Regulation of the in vitro anamnestic antibody response by cyclic AMP : II. Antigen-dependent enhancement by exogenous prostaglandins of the E series

Abstract

Keyhole limpet hemocyanin was injected into the hind foot pads of rabbits. Six days later popliteal lymph node cell populations were prepared and induced in vitro with various amounts of KLH to produce an anamnestic antibody response. Previously it was observed that cholera enterotoxin which stimulates adenylate cyclase, or dibutyryl cyclic AMP, added for 0 to 24 hr to these cultures with 1 μg or more of KLH, enhanced antibody synthesis many-fold. In the current experiments these observations were confirmed. Moreover, the addition of optimal concentrations of prostaglandins E1 and E2—but not prostaglandin F1α—with 1 μg or more of KLH for 0 to 24 hr enhanced the ensuing antibody response two- to six-fold.

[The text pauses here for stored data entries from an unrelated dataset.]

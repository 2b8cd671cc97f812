#![cfg(not(tarpaulin_include))]

//! Defines mock structures to test against without hardware (requires the
//! `mocks` feature flag outside of this crate's own tests).

pub mod transport;

pub use transport::{MockOpenFailure, MockTransport};
use std::fmt::{Display, Formatter};
use std::io::Read;
use std::sync::atomic::{AtomicBool, Ordering};
use std::sync::Arc;
use std::thread::JoinHandle;
use std::time::Duration;

use log::{debug, error};
use parking_lot::Mutex;
use serialport::{DataBits, FlowControl, Parity, SerialPort, StopBits};

use crate::errors::Error;
use crate::io::transports::{BytesListener, Transport};

/// Default baud rate for a generic serial connection.
pub const DEFAULT_BAUD_RATE: u32 = 9_600;

/// Baud rates a Firmata device may be configured for.
pub const SUPPORTED_BAUD_RATES: [u32; 10] = [
    2_400, 4_800, 9_600, 14_400, 19_200, 28_800, 31_250, 38_400, 57_600, 115_200,
];

/// How long the receive thread blocks on a read before rechecking whether it
/// should exit.
const POLL_INTERVAL: Duration = Duration::from_millis(50);

/// A [`Transport`] over a serial connection.
///
/// Uses the [serialport](https://crates.io/crates/serialport) crate. The
/// receive thread holds its own clone of the port handle, so reads never
/// contend with writers.
#[derive(Clone)]
pub struct Serial {
    port: String,
    baud_rate: u32,
    io: Arc<Mutex<Option<Box<dyn SerialPort>>>>,
    listener: Arc<Mutex<Option<BytesListener>>>,
    running: Arc<AtomicBool>,
    reader: Arc<Mutex<Option<JoinHandle<()>>>>,
}

impl std::fmt::Debug for Serial {
    fn fmt(&self, f: &mut Formatter<'_>) -> std::fmt::Result {
        f.debug_struct("Serial")
            .field("port", &self.port)
            .field("baud_rate", &self.baud_rate)
            .field("io", &self.io)
            .field("listener", &self.listener.lock().is_some())
            .field("running", &self.running)
            .field("reader", &self.reader)
            .finish()
    }
}

impl Serial {
    /// Constructs a new `Serial` transport for the specified port at the
    /// default baud rate.
    pub fn new<P: Into<String>>(port: P) -> Self {
        Self::with_baud_rate(port, DEFAULT_BAUD_RATE)
    }

    /// Constructs a new `Serial` transport for the specified port and baud
    /// rate.
    pub fn with_baud_rate<P: Into<String>>(port: P, baud_rate: u32) -> Self {
        Self {
            port: port.into(),
            baud_rate,
            io: Arc::new(Mutex::new(None)),
            listener: Arc::new(Mutex::new(None)),
            running: Arc::new(AtomicBool::new(false)),
            reader: Arc::new(Mutex::new(None)),
        }
    }

    fn spawn_reader(&self, mut handle: Box<dyn SerialPort>) {
        let listener = Arc::clone(&self.listener);
        let running = Arc::clone(&self.running);
        let port = self.port.clone();
        *self.reader.lock() = Some(std::thread::spawn(move || {
            let mut buf = [0u8; 256];
            while running.load(Ordering::Acquire) {
                match handle.read(&mut buf) {
                    // End of stream: the port went away under us.
                    Ok(0) => break,
                    Ok(count) => {
                        if let Some(callback) = listener.lock().as_mut() {
                            callback(&buf[..count]);
                        }
                    }
                    Err(e) if e.kind() == std::io::ErrorKind::TimedOut => continue,
                    Err(e) if e.kind() == std::io::ErrorKind::Interrupted => continue,
                    Err(e) => {
                        error!("receive thread for {} exiting: {}", port, e);
                        break;
                    }
                }
            }
            debug!("receive thread for {} done", port);
        }));
    }
}

impl Default for Serial {
    /// Creates a serial transport on the first available port, or an empty
    /// port name if none are available (which will fail on open).
    #[cfg(not(tarpaulin_include))]
    fn default() -> Self {
        let ports = serialport::available_ports().unwrap_or_else(|_| vec![]);
        match ports.first() {
            Some(port) => Self::new(&port.port_name),
            None => Self::new(""),
        }
    }
}

impl Display for Serial {
    fn fmt(&self, f: &mut Formatter<'_>) -> std::fmt::Result {
        write!(
            f,
            "Serial({}@{}{})",
            self.port,
            self.baud_rate,
            if self.is_open() { " [*]" } else { "" }
        )
    }
}

impl Transport for Serial {
    #[cfg(not(tarpaulin_include))]
    fn open(&mut self) -> Result<(), Error> {
        if self.is_open() {
            return Ok(());
        }
        let connexion = serialport::new(self.port.clone(), self.baud_rate)
            .data_bits(DataBits::Eight)
            .parity(Parity::None)
            .stop_bits(StopBits::One)
            .flow_control(FlowControl::None)
            .timeout(POLL_INTERVAL)
            .open()?;

        let reader_handle = connexion.try_clone()?;
        *self.io.lock() = Some(connexion);
        self.running.store(true, Ordering::Release);
        self.spawn_reader(reader_handle);
        Ok(())
    }

    fn close(&mut self) -> Result<(), Error> {
        self.running.store(false, Ordering::Release);
        if let Some(handle) = self.reader.lock().take() {
            let _ = handle.join();
        }
        *self.io.lock() = None;
        Ok(())
    }

    fn is_open(&self) -> bool {
        self.io.lock().is_some()
    }

    fn set_timeout(&mut self, timeout: Duration) -> Result<(), Error> {
        self.io
            .lock()
            .as_mut()
            .ok_or(Error::NotConnected)?
            .set_timeout(timeout)
            .map_err(Error::from)
    }

    fn write(&self, bytes: &[u8]) -> Result<(), Error> {
        use std::io::Write;
        let mut lock = self.io.lock();
        lock.as_mut()
            .ok_or(Error::NotConnected)?
            .write_all(bytes)?;
        Ok(())
    }

    fn read_byte(&self) -> Result<Option<u8>, Error> {
        let mut byte = [0u8; 1];
        let mut lock = self.io.lock();
        let port = lock.as_mut().ok_or(Error::NotConnected)?;
        match port.read(&mut byte) {
            Ok(0) => Ok(None),
            Ok(_) => Ok(Some(byte[0])),
            Err(e) => Err(e.into()),
        }
    }

    fn bytes_to_read(&self) -> Result<u32, Error> {
        self.io
            .lock()
            .as_ref()
            .ok_or(Error::NotConnected)?
            .bytes_to_read()
            .map_err(Error::from)
    }

    fn set_listener(&mut self, listener: Option<BytesListener>) {
        *self.listener.lock() = listener;
    }

    fn port_name(&self) -> String {
        self.port.clone()
    }

    fn baud_rate(&self) -> u32 {
        self.baud_rate
    }
}

impl From<serialport::Error> for Error {
    fn from(value: serialport::Error) -> Self {
        match value.kind() {
            serialport::ErrorKind::Io(kind) => std::io::Error::new(kind, value.description).into(),
            serialport::ErrorKind::NoDevice => Error::TransportIo {
                info: String::from("no such device"),
            },
            _ => Error::TransportIo {
                info: value.description,
            },
        }
    }
}

#[cfg(test)]
mod tests {
    use super::*;

    #[test]
    fn test_new_serial_transport() {
        let transport = Serial::new("/dev/ttyACM0");
        assert_eq!(transport.port_name(), "/dev/ttyACM0");
        assert_eq!(transport.baud_rate(), DEFAULT_BAUD_RATE);
        assert!(!transport.is_open());
    }

    #[test]
    fn test_with_baud_rate() {
        let transport = Serial::with_baud_rate("COM4", 57_600);
        assert_eq!(transport.port_name(), "COM4");
        assert_eq!(transport.baud_rate(), 57_600);
    }

    #[test]
    fn test_closed_transport_rejects_io() {
        let transport = Serial::new("/dev/ttyACM0");
        assert!(matches!(
            transport.write(&[1, 2, 3]),
            Err(Error::NotConnected)
        ));
        assert!(matches!(transport.read_byte(), Err(Error::NotConnected)));
        assert!(matches!(
            transport.bytes_to_read(),
            Err(Error::NotConnected)
        ));

        let mut transport = transport;
        assert!(matches!(
            transport.set_timeout(Duration::from_secs(1)),
            Err(Error::NotConnected)
        ));
    }

    #[test]
    fn test_close_is_idempotent() {
        let mut transport = Serial::new("/dev/ttyACM0");
        assert!(transport.close().is_ok());
        assert!(transport.close().is_ok());
    }

    #[test]
    fn test_from_serial_error() {
        let denied = serialport::Error {
            kind: serialport::ErrorKind::Io(std::io::ErrorKind::PermissionDenied),
            description: String::from("access denied"),
        };
        assert!(matches!(Error::from(denied), Error::Unauthorized { .. }));

        let gone = serialport::Error {
            kind: serialport::ErrorKind::NoDevice,
            description: String::from("gone"),
        };
        assert!(matches!(Error::from(gone), Error::TransportIo { .. }));

        let unknown = serialport::Error {
            kind: serialport::ErrorKind::Unknown,
            description: String::from("test error"),
        };
        assert!(matches!(Error::from(unknown), Error::TransportIo { .. }));
    }

    #[test]
    fn test_display() {
        let transport = Serial::with_baud_rate("/dev/ttyUSB1", 57_600);
        assert_eq!(format!("{}", transport), "Serial(/dev/ttyUSB1@57600)");
    }
}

When KLH was added for 0 to 24 hr and PGE1 or PGE2 for 72 to 120 hr, the antibody response was inhibited. Enhancement of antibody production required that the KLH-primed LNC first be exposed to KLH (1 to 100 μg) before addition of these PG's. The PG mediated elevation of antibody synthesis was Ca 2+-dependent, whereas the induction of antibody synthesis by KLH was not. The LNC were fractionated on nylon fiber columns. The effluent cells—which consisted of approximately equal numbers of Ig + (B) and Ig − (T) lymphocytes—were induced to produce antibody to the same extent as the unfractionated LNC. However, in contrast to the unfractionated cells, the antibody response of the effluent LNC was not enhanced by added PG. Elevation of the anamnestic antibody synthesis by PG showed the same requirements and specificity as regulation by CT and DbcAMP. Moreover, the magnitude of elevation of antibody synthesis by these different agents was approximately equal. Therefore, it was postulated that these three types of molecules modulate the antibody response via a common pathway involving cyclic AMP. A model is proposed in which KLH elevates cyclic AMP levels in a KLH-regulatory cell population causing production of soluble regulatory factor(s) which then enhance the antibody response by antigen induced T helper and /or B LNC. An antigen-induced elevation of PG may be required for the increase in cAMP, but the increase in cAMP is the crucial regulatory step.